Week 12: Stone Mountain

Stone Mountain is located just outside of Atlanta and is the largest exposed granite mountain (Stone Mountain facts).  Stone Mountain park is also contains numerous memorials to the Civil War.  The most obvious is the carving on the side of the mountain which rivals, in size, Mount Rushmore.  The lawn that looks onto the carving has stations for each state of the Confederacy, when it succeeded and when it returned to the Union.

Tucked under the shadow of the face of the mountain are two memorial gardens that not many people notice or visit.  The Valor and Sacrifice Memorial Gardens contain statuary and numerous quotes.

There are discussions about removing all of the memorials including the carving on the front of the mountain.  In my opinion, that just feels like you are trying to erase history.  Granted I can’t fathom something like the Civil War to occur again in the United States but maybe remembering where we came from will help us ensure that aspects of our history will never be repeated again.  I would be interested in the thoughts on the subject from the European participants.
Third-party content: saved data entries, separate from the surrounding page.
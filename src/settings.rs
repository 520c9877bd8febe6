use std::fs;
use std::io;
use std::path::{Path, PathBuf};
use std::sync::Mutex;

use log::warn;
use serde_json::{Map, Value};
use thiserror::Error;

use crate::pomodoro::Preset;

#[derive(Debug, Error)]
pub enum SettingsError {
    #[error("settings I/O error: {0}")]
    Io(#[from] io::Error),
    #[error("settings are not valid JSON: {0}")]
    Json(#[from] serde_json::Error),
    #[error("settings store is unavailable")]
    Unavailable,
}

pub type SettingsResult<T> = Result<T, SettingsError>;

/// The persisted part of the pomodoro setup. Timer state is never stored.
#[derive(Debug, Clone, Default, PartialEq, Eq)]
pub struct PomodoroSettings {
    pub selected_preset_id: Option<String>,
    pub presets: Vec<Preset>,
}

/// Which fields of a [`PomodoroSettings`] a save should write.
#[derive(Debug, Clone, Copy, PartialEq, Eq, Default)]
pub struct FieldMask {
    pub selected_preset_id: bool,
    pub presets: bool,
}

impl FieldMask {
    pub const SELECTED_PRESET: Self = Self {
        selected_preset_id: true,
        presets: false,
    };
    pub const PRESETS: Self = Self {
        selected_preset_id: false,
        presets: true,
    };
    pub const ALL: Self = Self {
        selected_preset_id: true,
        presets: true,
    };
}

/// Where presets and the selected preset live between runs.
pub trait SettingsRepository {
    fn load_pomodoro_settings(&self) -> SettingsResult<PomodoroSettings>;
    fn save_pomodoro_settings(&self, partial: &PomodoroSettings, mask: FieldMask)
    -> SettingsResult<()>;
}

const SELECTED_KEY: &str = "selectedPresetId";
const PRESETS_KEY: &str = "presets";

fn settings_from_value(value: &Value) -> PomodoroSettings {
    let selected_preset_id = value
        .get(SELECTED_KEY)
        .and_then(Value::as_str)
        .map(str::to_string);
    let presets = value
        .get(PRESETS_KEY)
        .and_then(Value::as_array)
        .map(|entries| {
            entries
                .iter()
                .filter_map(|entry| match serde_json::from_value::<Preset>(entry.clone()) {
                    Ok(preset) => Some(preset),
                    Err(e) => {
                        warn!("Skipping unreadable stored preset: {e}");
                        None
                    }
                })
                .collect()
        })
        .unwrap_or_default();
    PomodoroSettings {
        selected_preset_id,
        presets,
    }
}

fn merge_into(
    document: &mut Map<String, Value>,
    partial: &PomodoroSettings,
    mask: FieldMask,
) -> SettingsResult<()> {
    if mask.selected_preset_id {
        let value = match &partial.selected_preset_id {
            Some(id) => Value::String(id.clone()),
            None => Value::Null,
        };
        document.insert(SELECTED_KEY.to_string(), value);
    }
    if mask.presets {
        document.insert(PRESETS_KEY.to_string(), serde_json::to_value(&partial.presets)?);
    }
    Ok(())
}

/// Settings kept in one JSON document on disk. Unknown keys are preserved.
#[derive(Debug, Clone)]
pub struct JsonSettingsStore {
    path: PathBuf,
}

impl JsonSettingsStore {
    pub fn new(path: impl Into<PathBuf>) -> Self {
        Self { path: path.into() }
    }

    /// `~/.local/share/tick_it/settings.json`.
    pub fn default_path() -> PathBuf {
        let home = std::env::var("HOME").unwrap_or_else(|_| ".".to_string());
        Path::new(&home)
            .join(".local")
            .join("share")
            .join("tick_it")
            .join("settings.json")
    }

    pub fn path(&self) -> &Path {
        &self.path
    }

    fn read_document(&self) -> SettingsResult<Map<String, Value>> {
        if !self.path.exists() {
            return Ok(Map::new());
        }
        let contents = fs::read_to_string(&self.path)?;
        if contents.trim().is_empty() {
            return Ok(Map::new());
        }
        match serde_json::from_str(&contents)? {
            Value::Object(map) => Ok(map),
            _ => Ok(Map::new()),
        }
    }
}

impl SettingsRepository for JsonSettingsStore {
    fn load_pomodoro_settings(&self) -> SettingsResult<PomodoroSettings> {
        let document = self.read_document()?;
        Ok(settings_from_value(&Value::Object(document)))
    }

    fn save_pomodoro_settings(
        &self,
        partial: &PomodoroSettings,
        mask: FieldMask,
    ) -> SettingsResult<()> {
        // A corrupt file is replaced rather than blocking the save.
        let mut document = self.read_document().unwrap_or_default();
        merge_into(&mut document, partial, mask)?;
        if let Some(parent) = self.path.parent() {
            fs::create_dir_all(parent)?;
        }
        fs::write(&self.path, serde_json::to_string_pretty(&document)?)?;
        Ok(())
    }
}

/// Process-local settings, for tests and for running without a file.
#[derive(Debug, Default)]
pub struct MemorySettings {
    document: Mutex<Map<String, Value>>,
    failing: bool,
}

impl MemorySettings {
    pub fn new() -> Self {
        Self::default()
    }

    /// A store whose every call fails.
    pub fn failing() -> Self {
        Self {
            failing: true,
            ..Self::default()
        }
    }

    pub fn with_document(document: Value) -> Self {
        let document = match document {
            Value::Object(map) => map,
            _ => Map::new(),
        };
        Self {
            document: Mutex::new(document),
            failing: false,
        }
    }

    pub fn snapshot(&self) -> Value {
        match self.document.lock() {
            Ok(document) => Value::Object(document.clone()),
            Err(_) => Value::Null,
        }
    }
}

impl SettingsRepository for MemorySettings {
    fn load_pomodoro_settings(&self) -> SettingsResult<PomodoroSettings> {
        if self.failing {
            return Err(SettingsError::Unavailable);
        }
        let document = self.document.lock().map_err(|_| SettingsError::Unavailable)?;
        Ok(settings_from_value(&Value::Object(document.clone())))
    }

    fn save_pomodoro_settings(
        &self,
        partial: &PomodoroSettings,
        mask: FieldMask,
    ) -> SettingsResult<()> {
        if self.failing {
            return Err(SettingsError::Unavailable);
        }
        let mut document = self.document.lock().map_err(|_| SettingsError::Unavailable)?;
        merge_into(&mut document, partial, mask)
    }
}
4 thoughts on “Week 12: Stone Mountain

  1. It’s been many years since we have been to Stone Mountain. I wasn’t really into photography at the time. I need to make time to get back there soon. I’m from Tennessee and my wife is a historian. More specifically she is an African American and Civil War historian. When I heard about the idea of removing the memorials, I thought to myself that the Political Correct crowd will stop at nothing to spread their agenda. No matter how ugly certain parts of history might be, we all should study and understand what happened before us. Removing memorials does not remove the past. With a wife as a Civil War historian, I have also learned that there are a lot of things that are not taught in school regarding this subject. Bias is not always what you are told, but most of the time, it is what you are NOT told. Thus, a lot of issues like this are fueled with ignorance. I could go on, but I will stop here. Nice shots by the way!

    Liked by 1 person

    • Thank you for your response. I am originally from Michigan and the sum total of our Civil War education was maybe a week in high school US history. Without places like this to help us question, how do we foster learning?

      Liked by 1 person

      • Good question. If the schools don’t cover it, how do you get the word out? Either we complain enough that the schools make a change or we just have to teach our kids the full truth. Unfortunately it’s the latter. That is one reason why we home school. Furthermore, getting to the truth involves work on the part of the person seeking answers. I say this because even such sites as Stone Mountain have scripts that are followed by tour guides. These scripts can also be bias one way or the other. The best thing to do is take what you’ve learned from historical sites and do your own research in books and on the internet. Try to piece together what makes sense to you and then present your questions to local experts at such sites like Stone Mountain. When you approach the same subject from different angles, eventually the truth will reveal itself.


  2. I like these photos a lot. Looks like a spot I would greatly enjoy visiting. I am a lover of history of all kinds. Last summer I took a trip specifically to visit the Little Bighorn battlefield where another sad episode of US history took place. The ability to stand in those places and physically feel them is so important to our ability to understand, remember and learn. I do not want to live in the world predicted by George Orwell where only the current version of history is acceptable.Your photos are a beautiful reminder that what the “wrong side” experienced was just as real and heart rending as the experience of the winners.